BARTIROMO: And in terms of Hillary Clinton? She's really not resonating with young people. What's the problem, you think?

ZELL: Well, I mean, I think that -- you know, people have seen Hilary for a long time. You know, she talks about the war on women and then she buries Bill's bimbos. And, you know, so there's this constant back and forth and I think that she's done a lot of damage to her inherent credibility and people's confidence in whether anything she says means anything.

BARTIROMO: On the Republican side, Donald Trump continues to surprise.  Here he is continuing in the lead. Have you ever worked with Donald Trump in a real estate deal, first of all?

ZELL: I've had interface with him in real estate. We've never been partners.

BARTIROMO: What's your opinion? How was he as a business guy?

ZELL: Tough. And I think that, you know, I think Don has a different approach to real estate than most people do. I think his focus from day one was branding, and I think that he's done some great real estate. I think he's done some not so great real estate. But that's no different than anybody else in the business.

I think that it is very possible that we will go into the Republican convention without a, quote, "designated candidate." And I don't think that's occurred in 15 or 20 years.
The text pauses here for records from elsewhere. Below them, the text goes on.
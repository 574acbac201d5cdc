//! Runs one hardware operation off the caller's thread.
//!
//! ```text
//! caller                      worker
//!   │                            │
//! spawn ───────────────────────►[op]
//!   │◄──── Progress(percent) ────│
//!   │◄──── Progress(percent) ────│
//!   │◄──── Finished(result) ─────│ (exactly once)
//! ```

use std::panic::{self, AssertUnwindSafe};
use std::sync::mpsc::{self, Receiver};
use std::thread::{self, JoinHandle};

use crate::api::OperationError;
use crate::operation::OperationEvent;

#[derive(Debug)]
pub enum Signal<T> {
    Progress(u8),
    Finished(Result<T, OperationError>),
}

pub struct OperationHandle<T> {
    rx: Receiver<Signal<T>>,
    thread: Option<JoinHandle<()>>,
}

impl<T> OperationHandle<T> {
    /// Next signal, or `None` once the worker is gone and the channel drained.
    pub fn recv(&self) -> Option<Signal<T>> {
        self.rx.recv().ok()
    }

    /// Block until the terminal signal, forwarding every progress update.
    pub fn wait(mut self, mut on_progress: impl FnMut(u8)) -> Result<T, OperationError> {
        let result = loop {
            match self.rx.recv() {
                Ok(Signal::Progress(p)) => on_progress(p),
                Ok(Signal::Finished(result)) => break result,
                Err(_) => break Err(OperationError::WorkerPanicked),
            }
        };
        self.join();
        result
    }

    fn join(&mut self) {
        if let Some(handle) = self.thread.take() {
            if handle.join().is_err() {
                tracing::error!("operation worker panicked after reporting");
            }
        }
    }
}

impl<T> Drop for OperationHandle<T> {
    fn drop(&mut self) {
        // The worker owns the device link; wait for it so the port is free.
        self.join();
    }
}

/// Start `op` on a named worker thread.
///
/// `op` gets an event sink; progress percentages are forwarded (repeats
/// dropped), other events stay on the worker. The handle always yields
/// exactly one `Signal::Finished`, including when `op` panics.
pub fn spawn<T, Op>(name: &str, op: Op) -> Result<OperationHandle<T>, OperationError>
where
    T: Send + 'static,
    Op: FnOnce(&mut dyn FnMut(OperationEvent)) -> Result<T, OperationError> + Send + 'static,
{
    let (tx, rx) = mpsc::channel();
    let label = name.to_string();

    let thread = thread::Builder::new()
        .name(format!("gbshooper-{name}"))
        .spawn(move || {
            let mut last: Option<u8> = None;
            let mut on_event = |ev: OperationEvent| {
                if let OperationEvent::Progress { percent } = ev {
                    if last != Some(percent) {
                        last = Some(percent);
                        let _ = tx.send(Signal::Progress(percent));
                    }
                } else {
                    tracing::debug!(event = ?ev, "operation event");
                }
            };

            let result = panic::catch_unwind(AssertUnwindSafe(|| op(&mut on_event)))
                .unwrap_or_else(|_| {
                    tracing::error!(operation = %label, "operation panicked");
                    Err(OperationError::WorkerPanicked)
                });

            if tx.send(Signal::Finished(result)).is_err() {
                tracing::debug!(operation = %label, "result dropped, receiver gone");
            }
        })
        .map_err(OperationError::Worker)?;

    Ok(OperationHandle {
        rx,
        thread: Some(thread),
    })
}
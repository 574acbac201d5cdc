//! Host-side driver for the GB Shooper Game Boy cartridge flasher.
//!
//! [`api::Flasher`] runs one hardware operation per call over a fresh
//! [`link::DeviceLink`]; [`runner::spawn`] moves any of them onto a worker
//! thread and streams progress back over a channel.

pub mod api;
pub mod cart;
pub mod image;
pub mod link;
pub mod operation;
pub mod protocol;
pub mod runner;
pub mod serial;

#[cfg(test)]
pub(crate) mod testing;
//! GB Shooper wire protocol.
//!
//! Every request and response is a 2-byte packet `{type, payload}`. Bulk data
//! (cartridge title, 256-byte chunks) travels as raw bytes outside the packet
//! envelope and is followed by a checksum packet.

use std::fmt;
use std::time::Duration;

/// Identity byte returned as the first reply to an INFO request.
pub const DEVICE_ID: u8 = 0x17;

/// Size of one data chunk, in both directions.
pub const CHUNK_SIZE: usize = 256;

/// Number of title packets following the three header code packets.
pub const TITLE_LEN: usize = 16;

pub const STAT_OK: u8 = 0x14;
pub const STAT_ERROR: u8 = 0xEE;
pub const STAT_TIMEOUT: u8 = 0xAA;

/// Ack payload the firmware sends when a host-reported read checksum does
/// not match its own.
pub const CHECKSUM_FAIL: u8 = Command::End as u8;

pub const EXCHANGE_TIMEOUT: Duration = Duration::from_secs(3);
pub const ERASE_TIMEOUT: Duration = Duration::from_secs(60);
pub const SEND_DELAY: Duration = Duration::from_micros(50);

#[derive(Debug, Clone, Copy, PartialEq, Eq, Hash)]
pub enum PacketKind {
    Command,
    Data,
    Status,
    Info,
    /// Type byte outside the four known values. Kept as-is; replies are
    /// decoded by payload only.
    Other(u8),
}

impl PacketKind {
    pub fn as_byte(self) -> u8 {
        match self {
            PacketKind::Command => 0x11,
            PacketKind::Data => 0x22,
            PacketKind::Status => 0x33,
            PacketKind::Info => 0x44,
            PacketKind::Other(b) => b,
        }
    }
}

impl From<u8> for PacketKind {
    fn from(b: u8) -> Self {
        match b {
            0x11 => PacketKind::Command,
            0x22 => PacketKind::Data,
            0x33 => PacketKind::Status,
            0x44 => PacketKind::Info,
            other => PacketKind::Other(other),
        }
    }
}

#[derive(Debug, Clone, Copy, PartialEq, Eq)]
#[repr(u8)]
pub enum Command {
    Identify = 0x01,
    ReadHeader = 0x02,
    EraseFlash = 0x03,
    ProgramFlashChunk = 0x04,
    ReadFlashChunk = 0x05,
    ProgramRamChunk = 0x06,
    ReadRamChunk = 0x07,
    EraseRam = 0x08,
    End = 0xFF,
}

impl Command {
    pub fn code(self) -> u8 {
        self as u8
    }

    pub fn from_code(code: u8) -> Option<Self> {
        Some(match code {
            0x01 => Command::Identify,
            0x02 => Command::ReadHeader,
            0x03 => Command::EraseFlash,
            0x04 => Command::ProgramFlashChunk,
            0x05 => Command::ReadFlashChunk,
            0x06 => Command::ProgramRamChunk,
            0x07 => Command::ReadRamChunk,
            0x08 => Command::EraseRam,
            0xFF => Command::End,
            _ => return None,
        })
    }
}

#[derive(Debug, Clone, Copy, PartialEq, Eq)]
pub struct Packet {
    pub kind: PacketKind,
    pub payload: u8,
}

impl Packet {
    pub fn new(kind: PacketKind, payload: u8) -> Self {
        Self { kind, payload }
    }

    pub fn command(cmd: Command) -> Self {
        Self::new(PacketKind::Command, cmd.code())
    }

    pub fn data(payload: u8) -> Self {
        Self::new(PacketKind::Data, payload)
    }

    pub fn info(payload: u8) -> Self {
        Self::new(PacketKind::Info, payload)
    }

    pub fn status(payload: u8) -> Self {
        Self::new(PacketKind::Status, payload)
    }

    pub fn to_bytes(self) -> [u8; 2] {
        [self.kind.as_byte(), self.payload]
    }

    pub fn from_bytes(bytes: [u8; 2]) -> Self {
        Self::new(PacketKind::from(bytes[0]), bytes[1])
    }
}

/// Status byte as reported by the firmware after an erase or program request.
#[derive(Debug, Clone, Copy, PartialEq, Eq)]
pub enum DeviceStatus {
    Ok,
    Error,
    Timeout,
    Unknown(u8),
}

impl From<u8> for DeviceStatus {
    fn from(b: u8) -> Self {
        match b {
            STAT_OK => DeviceStatus::Ok,
            STAT_ERROR => DeviceStatus::Error,
            STAT_TIMEOUT => DeviceStatus::Timeout,
            other => DeviceStatus::Unknown(other),
        }
    }
}

impl fmt::Display for DeviceStatus {
    fn fmt(&self, f: &mut fmt::Formatter<'_>) -> fmt::Result {
        match self {
            DeviceStatus::Ok => f.write_str("ok"),
            DeviceStatus::Error => f.write_str("error (0xEE)"),
            DeviceStatus::Timeout => f.write_str("device timeout (0xAA)"),
            DeviceStatus::Unknown(b) => write!(f, "unexpected status 0x{b:02X}"),
        }
    }
}

/// 8-bit wraparound sum, used for every chunk in both directions.
pub fn checksum(bytes: &[u8]) -> u8 {
    bytes.iter().fold(0u8, |acc, b| acc.wrapping_add(*b))
}
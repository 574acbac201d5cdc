use gbshooper::operation::Operation;

use crate::cli;
use crate::commands::run_operation;
use crate::context;
use crate::exit_codes;
use crate::output::{Event, Reporter};

pub fn status(args: cli::QueryArgs, out: &mut dyn Reporter) -> i32 {
    let flasher = context::flasher(&args.link);
    match run_operation(Operation::Status, None, out, move |_| flasher.status()) {
        Ok(s) => {
            out.emit(Event::Status(s));
            exit_codes::EXIT_OK
        }
        Err(code) => code,
    }
}

pub fn chip_id(args: cli::QueryArgs, out: &mut dyn Reporter) -> i32 {
    let flasher = context::flasher(&args.link);
    match run_operation(Operation::ChipId, None, out, move |_| flasher.chip_id()) {
        Ok(id) => {
            out.emit(Event::ChipId(id));
            exit_codes::EXIT_OK
        }
        Err(code) => code,
    }
}

pub fn header(args: cli::QueryArgs, out: &mut dyn Reporter) -> i32 {
    let flasher = context::flasher(&args.link);
    match run_operation(Operation::ReadHeader, None, out, move |_| {
        flasher.read_header()
    }) {
        Ok(h) => {
            out.emit(Event::Header(h));
            exit_codes::EXIT_OK
        }
        Err(code) => code,
    }
}
//! Byte and packet level link to one flasher.
//!
//! The firmware services its UART from a fixed-latency poll loop and drops
//! bytes that arrive faster than it can handle, so single bytes are paced.
//! Chunk payloads go out as one unpaced bulk write because the firmware reads
//! them into a dedicated buffer.

use std::io;
use std::time::{Duration, Instant};

use thiserror::Error;

use crate::protocol::{Packet, SEND_DELAY};

#[derive(Error, Debug)]
pub enum LinkError {
    #[error("no GB Shooper device found")]
    NoDevice,

    #[error("serial port enumeration failed: {0}")]
    Enumerate(#[source] serialport::Error),

    #[error("unable to open serial port '{port}': {source}")]
    Open {
        port: String,
        #[source]
        source: serialport::Error,
    },

    #[error("link write failed: {0}")]
    Write(#[source] io::Error),

    #[error("link read failed: {0}")]
    Read(#[source] io::Error),

    #[error("timed out waiting for device")]
    Timeout,
}

/// Raw byte pipe to the device.
pub trait Transport {
    /// Write every byte of `data`.
    fn write_all(&mut self, data: &[u8]) -> Result<(), LinkError>;

    /// Wait at most `wait` for a single byte.
    ///
    /// Returns `Ok(None)` when nothing arrived in time.
    fn read_byte(&mut self, wait: Duration) -> Result<Option<u8>, LinkError>;

    /// Drop whatever is sitting in the input buffer.
    fn clear_input(&mut self) -> Result<(), LinkError>;
}

/// Opens a fresh transport to the flasher. Called once per operation.
pub trait Connector {
    type Transport: Transport;

    fn connect(&self) -> Result<Self::Transport, LinkError>;
}

#[derive(Debug, Clone)]
pub struct LinkOptions {
    pub baud_rate: u32,
    /// Pause after every paced byte.
    pub send_delay: Duration,
    /// Longest single blocking read while waiting for a deadline.
    pub poll_interval: Duration,
}

impl Default for LinkOptions {
    fn default() -> Self {
        Self {
            baud_rate: 230_400,
            send_delay: SEND_DELAY,
            poll_interval: Duration::from_millis(10),
        }
    }
}

/// An open link, owned by exactly one operation.
pub struct DeviceLink<T: Transport> {
    transport: T,
    send_delay: Duration,
    poll_interval: Duration,
}

impl<T: Transport> DeviceLink<T> {
    pub fn new(transport: T, opts: &LinkOptions) -> Self {
        Self {
            transport,
            send_delay: opts.send_delay,
            poll_interval: opts.poll_interval.max(Duration::from_millis(1)),
        }
    }

    pub fn close(self) {
        drop(self);
    }

    pub fn send_byte(&mut self, b: u8) -> Result<(), LinkError> {
        self.transport.write_all(&[b])?;
        if !self.send_delay.is_zero() {
            std::thread::sleep(self.send_delay);
        }
        Ok(())
    }

    pub fn send_packet(&mut self, packet: Packet) -> Result<(), LinkError> {
        tracing::trace!(kind = ?packet.kind, payload = packet.payload, "tx packet");
        let [kind, payload] = packet.to_bytes();
        self.send_byte(kind)?;
        self.send_byte(payload)
    }

    /// Unpaced bulk write.
    pub fn send_buffer(&mut self, data: &[u8]) -> Result<(), LinkError> {
        self.transport.write_all(data)
    }

    pub fn receive_byte(&mut self, timeout: Duration) -> Result<u8, LinkError> {
        self.receive_byte_until(deadline_after(timeout))
    }

    /// Both bytes must arrive before one shared deadline.
    pub fn receive_packet(&mut self, timeout: Duration) -> Result<Packet, LinkError> {
        let deadline = deadline_after(timeout);
        let kind = self.receive_byte_until(deadline)?;
        let payload = self.receive_byte_until(deadline)?;
        let packet = Packet::from_bytes([kind, payload]);
        tracing::trace!(kind = ?packet.kind, payload = packet.payload, "rx packet");
        Ok(packet)
    }

    pub fn purge_read_buffer(&mut self) -> Result<(), LinkError> {
        self.transport.clear_input()
    }

    /// `None` waits without a deadline.
    fn receive_byte_until(&mut self, deadline: Option<Instant>) -> Result<u8, LinkError> {
        loop {
            let wait = match deadline {
                Some(deadline) => {
                    let now = Instant::now();
                    if now >= deadline {
                        return Err(LinkError::Timeout);
                    }
                    (deadline - now).min(self.poll_interval)
                }
                None => self.poll_interval,
            };
            if let Some(b) = self.transport.read_byte(wait)? {
                // A byte that shows up at the deadline is already late.
                if deadline.is_some_and(|d| Instant::now() >= d) {
                    return Err(LinkError::Timeout);
                }
                return Ok(b);
            }
        }
    }
}

/// A timeout too large to represent as an instant never expires.
fn deadline_after(timeout: Duration) -> Option<Instant> {
    Instant::now().checked_add(timeout)
}

impl<T: Transport> Drop for DeviceLink<T> {
    fn drop(&mut self) {
        tracing::debug!("device link closed");
    }
}
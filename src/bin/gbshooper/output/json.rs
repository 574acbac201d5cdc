use std::collections::BTreeMap;

use gbshooper::serial::FlasherPort;
use serde::Serialize;

use crate::output::{port_to_value, Event, OutputOptions, Reporter};

#[derive(serde::Serialize)]
pub struct JsonEvent {
    schema: u32,
    event: &'static str,
    #[serde(flatten)]
    fields: BTreeMap<&'static str, serde_json::Value>,
}

impl JsonEvent {
    pub fn status(event: &'static str) -> Self {
        Self {
            schema: 1,
            event,
            fields: BTreeMap::new(),
        }
    }

    pub fn with_u64(mut self, k: &'static str, v: u64) -> Self {
        self.fields.insert(k, serde_json::Value::from(v));
        self
    }

    pub fn with_str(mut self, k: &'static str, v: &str) -> Self {
        self.fields.insert(k, serde_json::Value::from(v));
        self
    }

    pub fn with_value(mut self, k: &'static str, v: serde_json::Value) -> Self {
        self.fields.insert(k, v);
        self
    }

    pub fn with_record<T: Serialize>(self, record: &T) -> Self {
        let v = serde_json::to_value(record).unwrap_or(serde_json::Value::Null);
        self.with_value("result", v)
    }
}

pub struct JsonOutput {
    opts: OutputOptions,
}

impl JsonOutput {
    pub fn new(opts: OutputOptions) -> Self {
        Self { opts }
    }

    pub(crate) fn render_event_json(&self, ev: &JsonEvent) -> String {
        serde_json::to_string(ev).unwrap_or_else(|_| "{}".to_string())
    }

    fn json_event(&mut self, ev: JsonEvent) {
        println!("{}", self.render_event_json(&ev));
    }
}

impl Reporter for JsonOutput {
    fn emit(&mut self, event: Event) {
        if let Event::Error { message, .. } = &event {
            if self.opts.verbose {
                eprintln!("error: {message}");
            }
        }
        self.json_event(event_to_json(event));
    }

    fn finish(&mut self) {}
}

pub fn event_to_json(event: Event) -> JsonEvent {
    match event {
        Event::Start { operation, detail } => {
            let ev = JsonEvent::status("start").with_str("operation", operation.as_str());
            match detail {
                Some(d) => ev.with_str("detail", &d),
                None => ev,
            }
        }
        Event::Progress { operation, percent } => JsonEvent::status("progress")
            .with_str("operation", operation.as_str())
            .with_u64("percent", percent as u64),
        Event::Status(s) => JsonEvent::status("status").with_record(&s),
        Event::ChipId(c) => JsonEvent::status("chip_id").with_record(&c),
        Event::Header(h) => JsonEvent::status("header").with_record(&h),
        Event::Erased { memory } => JsonEvent::status("erased").with_value(
            "memory",
            serde_json::to_value(memory).unwrap_or(serde_json::Value::Null),
        ),
        Event::Transferred {
            operation,
            path,
            bytes,
        } => JsonEvent::status("done")
            .with_str("operation", operation.as_str())
            .with_str("path", &path.to_string_lossy())
            .with_u64("bytes", bytes),
        Event::ListDevices(ports) => list_to_json(&ports),
        Event::Error {
            code,
            kind,
            message,
        } => {
            let ev = JsonEvent::status("error")
                .with_u64("code", code.max(0) as u64)
                .with_str("message", &message);
            match kind {
                Some(k) => ev.with_str("kind", k.as_str()),
                None => ev,
            }
        }
    }
}

pub fn list_to_json(ports: &[FlasherPort]) -> JsonEvent {
    JsonEvent::status("list")
        .with_u64("count", ports.len() as u64)
        .with_value(
            "devices",
            serde_json::Value::Array(
                ports
                    .iter()
                    .enumerate()
                    .map(|(i, p)| port_to_value(i, p))
                    .collect(),
            ),
        )
}
use gbshooper::serial;

use crate::cli;
use crate::exit_codes;
use crate::output::{Event, Reporter};

pub fn run(_args: cli::ListArgs, out: &mut dyn Reporter) -> i32 {
    match serial::list_devices() {
        Ok(ports) => {
            out.emit(Event::ListDevices(ports));
            exit_codes::EXIT_OK
        }
        Err(e) => {
            out.emit(Event::Error {
                code: exit_codes::EXIT_IO,
                kind: None,
                message: e.to_string(),
            });
            exit_codes::EXIT_IO
        }
    }
}
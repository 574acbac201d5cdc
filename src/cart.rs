//! Lookup tables for flash chips and Game Boy cartridge header codes.
//!
//! Lookups never fail: a code that is not in a table yields a descriptor
//! marked unknown that still carries the raw code.

use std::collections::HashMap;
use std::fmt;
use std::sync::LazyLock;

use serde::Serialize;

const FLASH_PRODUCERS: &[(u8, &str)] = &[
    (0x01, "AMD"),
    (0x02, "AMI"),
    (0xE5, "Analog Devices"),
    (0x1F, "Atmel"),
    (0x31, "Catalyst"),
    (0x34, "Cypress"),
    (0x04, "Fujitsu"),
    (0xE0, "Goldstar"),
    (0x07, "Hitachi"),
    (0xAD, "Hyundai"),
    (0xC1, "Infineon"),
    (0x89, "Intel"),
    (0xD5, "Intg. Silicon Systems"),
    (0xC2, "Macronix"),
    (0x29, "Microchip"),
    (0x2C, "Micron"),
    (0x1C, "Mitsubishi"),
    (0x10, "Nec"),
    (0x15, "Philips Semiconductors"),
    (0xCE, "Samsung"),
    (0x62, "Sanyo"),
    (0x20, "SGS Thomson"),
    (0xB0, "Sharp"),
    (0xBF, "SST"),
    (0x97, "Texas Instruments"),
    (0x98, "Toshiba"),
    (0xDA, "Winbond"),
    (0x19, "Xicor"),
    (0xC9, "Xilinx"),
];

const FLASH_CHIPS: &[(u8, &str)] = &[(0xA4, "29F040B"), (0xAD, "AM29F016")];

const CART_TYPES: &[(u8, &str)] = &[
    (0x00, "ROM ONLY"),
    (0x01, "ROM+MBC1"),
    (0x02, "ROM+MBC1+RAM"),
    (0x03, "ROM+MBC1+RAM+BATT"),
    (0x05, "ROM+MBC2"),
    (0x06, "ROM+MBC2+BATTERY"),
    (0x08, "ROM+RAM"),
    (0x09, "ROM+RAM+BATTERY"),
    (0x0B, "ROM+MMMO1"),
    (0x0C, "ROM+MMMO1+SRAM"),
    (0x0D, "ROM+MMMO1+SRAM+BATT"),
    (0x0F, "ROM+MBC3+TIMER+BATT"),
    (0x10, "ROM+MBC3+TIMER+RAM+BAT"),
    (0x11, "ROM+MBC3"),
    (0x12, "ROM+MBC3+RAM"),
    (0x13, "ROM+MBC3+RAM+BATT"),
    (0x19, "ROM+MBC5"),
    (0x1A, "ROM+MBC5+RAM"),
    (0x1B, "ROM+MBC5+RAM+BATT"),
    (0x1C, "ROM+MBC5+RUMBLE"),
    (0x1D, "ROM+MBC5+RUMBLE+SRAM"),
    (0x1E, "ROM+MBC5+RUMBLE+SRAM+BATT"),
    (0x1F, "Pocket Camera"),
    (0xFD, "Bandai TAMA5"),
    (0xFE, "Hudson HuC-3"),
];

const KB: usize = 1024;

const ROM_SIZES: &[(u8, &str, usize)] = &[
    (0x00, "32KB", 32 * KB),
    (0x01, "64KB", 64 * KB),
    (0x02, "128KB", 128 * KB),
    (0x03, "256KB", 256 * KB),
    (0x04, "512KB", 512 * KB),
    (0x05, "1MB", 1024 * KB),
    (0x06, "2MB", 2048 * KB),
    (0x07, "4MB", 4096 * KB),
    (0x52, "1.1MB", 1152 * KB),
    (0x53, "1.2MB", 1280 * KB),
    (0x54, "1.5MB", 1536 * KB),
];

const RAM_SIZES: &[(u8, &str, usize)] = &[
    (0x00, "0KB", 0),
    (0x01, "2KB", 2 * KB),
    (0x02, "8KB", 8 * KB),
    (0x03, "32KB", 32 * KB),
    (0x04, "128KB", 128 * KB),
];

type NameTable = HashMap<u8, &'static str>;
type SizeTable = HashMap<u8, (&'static str, usize)>;

static PRODUCER_MAP: LazyLock<NameTable> =
    LazyLock::new(|| FLASH_PRODUCERS.iter().copied().collect());
static CHIP_MAP: LazyLock<NameTable> = LazyLock::new(|| FLASH_CHIPS.iter().copied().collect());
static CART_MAP: LazyLock<NameTable> = LazyLock::new(|| CART_TYPES.iter().copied().collect());
static ROM_MAP: LazyLock<SizeTable> = LazyLock::new(|| size_table(ROM_SIZES));
static RAM_MAP: LazyLock<SizeTable> = LazyLock::new(|| size_table(RAM_SIZES));

fn size_table(rows: &[(u8, &'static str, usize)]) -> SizeTable {
    rows.iter()
        .map(|(code, label, bytes)| (*code, (*label, *bytes)))
        .collect()
}

#[derive(Debug, Clone, PartialEq, Eq, Serialize)]
pub struct Descriptor {
    pub code: u8,
    pub name: String,
    pub known: bool,
}

impl Descriptor {
    fn lookup(table: &NameTable, code: u8, what: &str) -> Self {
        match table.get(&code) {
            Some(name) => Self {
                code,
                name: (*name).to_string(),
                known: true,
            },
            None => Self {
                code,
                name: format!("unknown {what} 0x{code:02X}"),
                known: false,
            },
        }
    }
}

impl fmt::Display for Descriptor {
    fn fmt(&self, f: &mut fmt::Formatter<'_>) -> fmt::Result {
        f.write_str(&self.name)
    }
}

/// ROM or RAM capacity class.
#[derive(Debug, Clone, PartialEq, Eq, Serialize)]
pub struct SizeClass {
    pub code: u8,
    pub label: String,
    /// None for codes missing from the table.
    pub bytes: Option<usize>,
}

impl SizeClass {
    fn lookup(table: &SizeTable, code: u8, what: &str) -> Self {
        match table.get(&code) {
            Some((label, bytes)) => Self {
                code,
                label: (*label).to_string(),
                bytes: Some(*bytes),
            },
            None => Self {
                code,
                label: format!("unknown {what} size 0x{code:02X}"),
                bytes: None,
            },
        }
    }

    pub fn known(&self) -> bool {
        self.bytes.is_some()
    }
}

impl fmt::Display for SizeClass {
    fn fmt(&self, f: &mut fmt::Formatter<'_>) -> fmt::Result {
        f.write_str(&self.label)
    }
}

pub fn flash_producer(code: u8) -> Descriptor {
    Descriptor::lookup(&PRODUCER_MAP, code, "manufacturer")
}

pub fn flash_chip(code: u8) -> Descriptor {
    Descriptor::lookup(&CHIP_MAP, code, "flash chip")
}

pub fn cart_type(code: u8) -> Descriptor {
    Descriptor::lookup(&CART_MAP, code, "cart type")
}

pub fn rom_size(code: u8) -> SizeClass {
    SizeClass::lookup(&ROM_MAP, code, "ROM")
}

pub fn ram_size(code: u8) -> SizeClass {
    SizeClass::lookup(&RAM_MAP, code, "RAM")
}

/// ROM size class code, as found at 0x0148 of a cartridge header.
#[derive(Debug, Clone, Copy, PartialEq, Eq)]
pub struct RomSize(pub u8);

impl RomSize {
    pub const KB_32: RomSize = RomSize(0x00);

    pub fn class(self) -> SizeClass {
        rom_size(self.0)
    }

    /// Known classes in table order.
    pub fn all() -> impl Iterator<Item = RomSize> {
        ROM_SIZES.iter().map(|(code, _, _)| RomSize(*code))
    }
}

impl Default for RomSize {
    fn default() -> Self {
        Self::KB_32
    }
}

/// RAM size class code, as found at 0x0149 of a cartridge header.
#[derive(Debug, Clone, Copy, PartialEq, Eq)]
pub struct RamSize(pub u8);

impl RamSize {
    pub const KB_8: RamSize = RamSize(0x02);

    pub fn class(self) -> SizeClass {
        ram_size(self.0)
    }

    pub fn all() -> impl Iterator<Item = RamSize> {
        RAM_SIZES.iter().map(|(code, _, _)| RamSize(*code))
    }
}

impl Default for RamSize {
    fn default() -> Self {
        Self::KB_8
    }
}
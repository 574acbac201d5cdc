use gbshooper::api::{ErrorKind, OperationError};

pub const EXIT_OK: i32 = 0;
pub const EXIT_NO_DEVICE: i32 = 10;
pub const EXIT_OPEN_FAILED: i32 = 11;
pub const EXIT_TIMEOUT: i32 = 12;
pub const EXIT_PROTOCOL_MISMATCH: i32 = 13;
pub const EXIT_BAD_CHECKSUM: i32 = 14;
pub const EXIT_HARDWARE: i32 = 15;
pub const EXIT_IO: i32 = 16;

pub fn for_kind(kind: ErrorKind) -> i32 {
    match kind {
        ErrorKind::DeviceNotFound => EXIT_NO_DEVICE,
        ErrorKind::OpenFailed => EXIT_OPEN_FAILED,
        ErrorKind::Timeout => EXIT_TIMEOUT,
        ErrorKind::ProtocolMismatch => EXIT_PROTOCOL_MISMATCH,
        ErrorKind::BadChecksum => EXIT_BAD_CHECKSUM,
        ErrorKind::HardwareError => EXIT_HARDWARE,
        ErrorKind::Io => EXIT_IO,
    }
}

pub fn for_error(e: &OperationError) -> i32 {
    for_kind(e.kind())
}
ZELL: And I don't know what it means because it hasn't occurred in 20 years. But, you know, once you get to a convention without a defined candidate or one that, you know, everybody expects is going to be nominated, all kinds of different things could happen.

BARTIROMO: Do you prefer a flat tax or a -- sort of a hierarchy of the system? I mean, you know, like Marco Rubio, the highest rate is 35 percent. Then you've got other plans like a Ted Cruz at 10 percent flat tax or 15 percent of flat tax from some of the others.

ZELL: I think that a flat tax would be -- with no deductions -- would be the most effective tool we could use.

BARTIROMO: That's what Ben Carson has.

ZELL: Well, then I'm not endorsing Ben Carson, I'm not endorsing Cruz.

BARTIROMO: I got you.

ZELL: I'm just saying that in pure terms a -- not using the tax system as an incentive for other activities, I think it would be very beneficial for America.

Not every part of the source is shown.